Who can contribute to a stakeholder pension?
To have a stakeholder pension you must be under 75 and a
resident in the UK, or a Crown servant or the spouse or registered
civil partner of a Crown servant.
In most cases, you can pay into a stakeholder pension if you are
employed, a fixed contract worker, self-employed, not working or
taking a career break. You can also open a stakeholder on behalf of
a child.
How much can I contribute to a stakeholder pension?
The minimum contribution which can be made to
a stakeholder pension is £20 gross a month. You can pay in
contributions on a regular basis or make occasional lump sum
payments and increase these at any time.
What are the costs of a stakeholder pension?
Only one charge can be made against a
stakeholder pension - the Annual Management Charge (AMC).
The AMC covers the administration and
management of the plan. For the first ten years of the contract,
the AMC cannot exceed 1.5 per cent per annum of the fund value.
From ten years onwards, the AMC limit falls to 1per cent per
annum.
What can a stakeholder pension invest in?
Stakeholder pensions can invest in the
unit-linked pension funds offered by the insurance company of your
choice. Typically a stakeholder pension provider will offer around
a dozen funds to choose from, although some, such as Legal &
General offer over 50. Some providers also offer funds from
external fund managers.
The range of funds typically covers the
following fund types:
- Risk-based managed funds, e.g. cautious, balanced
- UK and overseas equity funds
- Index tracker funds
- Cash funds
- Gilt and fixed interest (bond) funds
What if I don't know what investment fund to select?

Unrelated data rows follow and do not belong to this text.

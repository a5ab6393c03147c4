use std::sync::mpsc::{Receiver, RecvTimeoutError};
use std::thread;
use std::thread::JoinHandle;
use std::time::Duration;

use rodio::{OutputStream, OutputStreamBuilder};
use tracing::{debug, info, warn};

use super::sink::Loaded;
use super::types::{AudioCmd, EngineStatus, PlaybackHandle};

/// How often the published position/idle state is refreshed.
const POLL_INTERVAL: Duration = Duration::from_millis(20);

fn open_output(force_silent: bool) -> Option<OutputStream> {
    if force_silent {
        info!("audio output disabled, running in silent mode");
        return None;
    }
    match OutputStreamBuilder::open_default_stream() {
        Ok(mut stream) => {
            // rodio logs to stderr when OutputStream is dropped; we log ourselves.
            stream.log_on_drop(false);
            Some(stream)
        }
        Err(e) => {
            warn!("audio init failed ({e}), falling back to silent mode");
            None
        }
    }
}

fn publish(playback: &PlaybackHandle, f: impl FnOnce(&mut super::types::PlaybackInfo)) {
    if let Ok(mut info) = playback.lock() {
        f(&mut info);
    }
}

pub(super) fn spawn_audio_thread(
    rx: Receiver<AudioCmd>,
    playback: PlaybackHandle,
    force_silent: bool,
) -> JoinHandle<()> {
    thread::spawn(move || {
        // The stream must live on this thread for as long as anything plays.
        let output = open_output(force_silent);
        let mut current: Option<Loaded> = None;

        loop {
            match rx.recv_timeout(POLL_INTERVAL) {
                Ok(AudioCmd::Play { path, reply }) => {
                    if let Some(old) = current.take() {
                        old.stop();
                    }
                    let result = match Loaded::start(output.as_ref(), &path) {
                        Ok(loaded) => {
                            debug!("audio thread loaded {}", path.display());
                            current = Some(loaded);
                            publish(&playback, |info| {
                                info.status = EngineStatus::Playing;
                                info.position = Duration::ZERO;
                            });
                            Ok(())
                        }
                        Err(e) => {
                            publish(&playback, |info| {
                                info.status = EngineStatus::Idle;
                                info.position = Duration::ZERO;
                            });
                            Err(e)
                        }
                    };
                    let _ = reply.send(result);
                }
                Ok(AudioCmd::Pause) => {
                    if let Some(c) = current.as_mut() {
                        c.pause();
                        publish(&playback, |info| info.status = EngineStatus::Paused);
                    }
                }
                Ok(AudioCmd::Resume) => {
                    if let Some(c) = current.as_mut() {
                        c.resume();
                        publish(&playback, |info| info.status = EngineStatus::Playing);
                    }
                }
                Ok(AudioCmd::Stop) => {
                    if let Some(c) = current.take() {
                        c.stop();
                    }
                    publish(&playback, |info| *info = Default::default());
                }
                Ok(AudioCmd::Quit) => {
                    if let Some(c) = current.take() {
                        c.stop();
                    }
                    publish(&playback, |info| *info = Default::default());
                    break;
                }
                Err(RecvTimeoutError::Timeout) => {}
                Err(RecvTimeoutError::Disconnected) => break,
            }

            if current.as_ref().is_some_and(Loaded::finished) {
                current = None;
                publish(&playback, |info| info.status = EngineStatus::Idle);
            }
            if let Some(c) = current.as_ref() {
                let position = c.position();
                publish(&playback, |info| info.position = position);
            }
        }
        debug!("audio thread stopped");
    })
}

Stakeholder pension providers must offer a
‘default’ fund for investors who do not wish to make investment
decisions. The default fund should be subject to ‘lifestyling,’
which means that during the years leading up to retirement, the
fund will gradually be shifted into less volatile investments, such
as bonds and cash, thereby providing greater security as you
approach retirement.Are
therany charges for changing my
investment choice or contribution level
You can switch between the investment funds of
your provider at any time, without cost. There are also no
penalties for stopping, or reducing contributions, and you can
transfer to another stakeholder provider without charge at any
time.
What happens to my stakeholder when I die?

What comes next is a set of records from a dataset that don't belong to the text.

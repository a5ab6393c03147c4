use super::samples::downmix;
use super::*;
use crate::config::AudioSettings;
use std::time::{Duration, Instant};

fn silent_player() -> AudioPlayer {
    AudioPlayer::new(&AudioSettings {
        force_silent: true,
        load_timeout_ms: 2000,
    })
}

fn wait_for(player: &AudioPlayer, want: EngineStatus) -> bool {
    let deadline = Instant::now() + Duration::from_secs(2);
    while Instant::now() < deadline {
        if player.status() == want {
            return true;
        }
        std::thread::sleep(Duration::from_millis(5));
    }
    false
}

#[test]
fn downmix_averages_frames() {
    let stereo = vec![1.0, 0.0, -0.5, -0.5, 0.25, 0.75, 0.9];
    assert_eq!(downmix(stereo, 2), vec![0.5, -0.5, 0.5]);
    assert_eq!(downmix(vec![0.1, 0.2], 1), vec![0.1, 0.2]);
    assert_eq!(downmix(vec![0.1, 0.2], 0), vec![0.1, 0.2]);
}

#[test]
fn window_maps_position_to_offset() {
    let samples = MonoSamples {
        samples: (0..100).map(|i| i as f32).collect(),
        sample_rate: 10,
    };
    assert_eq!(samples.offset_for(Duration::from_secs(2)), 20);
    assert_eq!(samples.window(Duration::from_secs(2), 3), &[20.0, 21.0, 22.0]);
    assert_eq!(samples.window(Duration::from_millis(9_800), 5), &[98.0, 99.0]);
    assert!(samples.window(Duration::from_secs(60), 5).is_empty());
}

#[test]
fn decoder_samples_reports_open_errors() {
    let err = DecoderSamples
        .load(std::path::Path::new("/nonexistent/track.mp3"))
        .unwrap_err();
    assert!(matches!(err, crate::error::AudioError::Open { .. }));
}

#[test]
fn silent_player_rejects_undecodable_files() {
    let dir = tempfile::tempdir().unwrap();
    let path = dir.path().join("broken.mp3");
    std::fs::write(&path, b"definitely not audio").unwrap();

    let player = silent_player();
    let err = player.play(&path).unwrap_err();
    assert!(matches!(err, crate::error::AudioError::Decode { .. }));
    assert_eq!(player.status(), EngineStatus::Idle);
    player.shutdown();
}

#[test]
fn silent_player_ignores_pause_when_nothing_is_loaded() {
    let player = silent_player();
    player.pause();
    player.resume();
    player.stop();
    assert!(wait_for(&player, EngineStatus::Idle));
    assert_eq!(player.position(), Duration::ZERO);
    player.shutdown();
}

#[test]
fn play_after_shutdown_is_disconnected() {
    let player = silent_player();
    player.shutdown();
    let err = player.play(std::path::Path::new("/tmp/x.mp3")).unwrap_err();
    assert!(matches!(err, crate::error::AudioError::Disconnected));
}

The full value of your stakeholder pension
will normally be used to provide a cash lump sum for your
dependants, unless part of it has to be used to buy a pension for
your spouse or registered civil partner.
This could happen if you have a separate fund
called a ‘protected rights’ fund because you've contracted out of
the State Second Pension (formerly known as Serps).
If you have no dependants, the fund will be
paid to your estate.
When can I take the benefits from my stakeholder pension?
You can take your stakeholder pension benefits
any time between age 50 and 75, even if you're still working. From
6 April 2010, however, the minimum age at which you can normally
start taking your pension will rise from age 50 to 55.
How can I take the benefits from my stakeholder pension?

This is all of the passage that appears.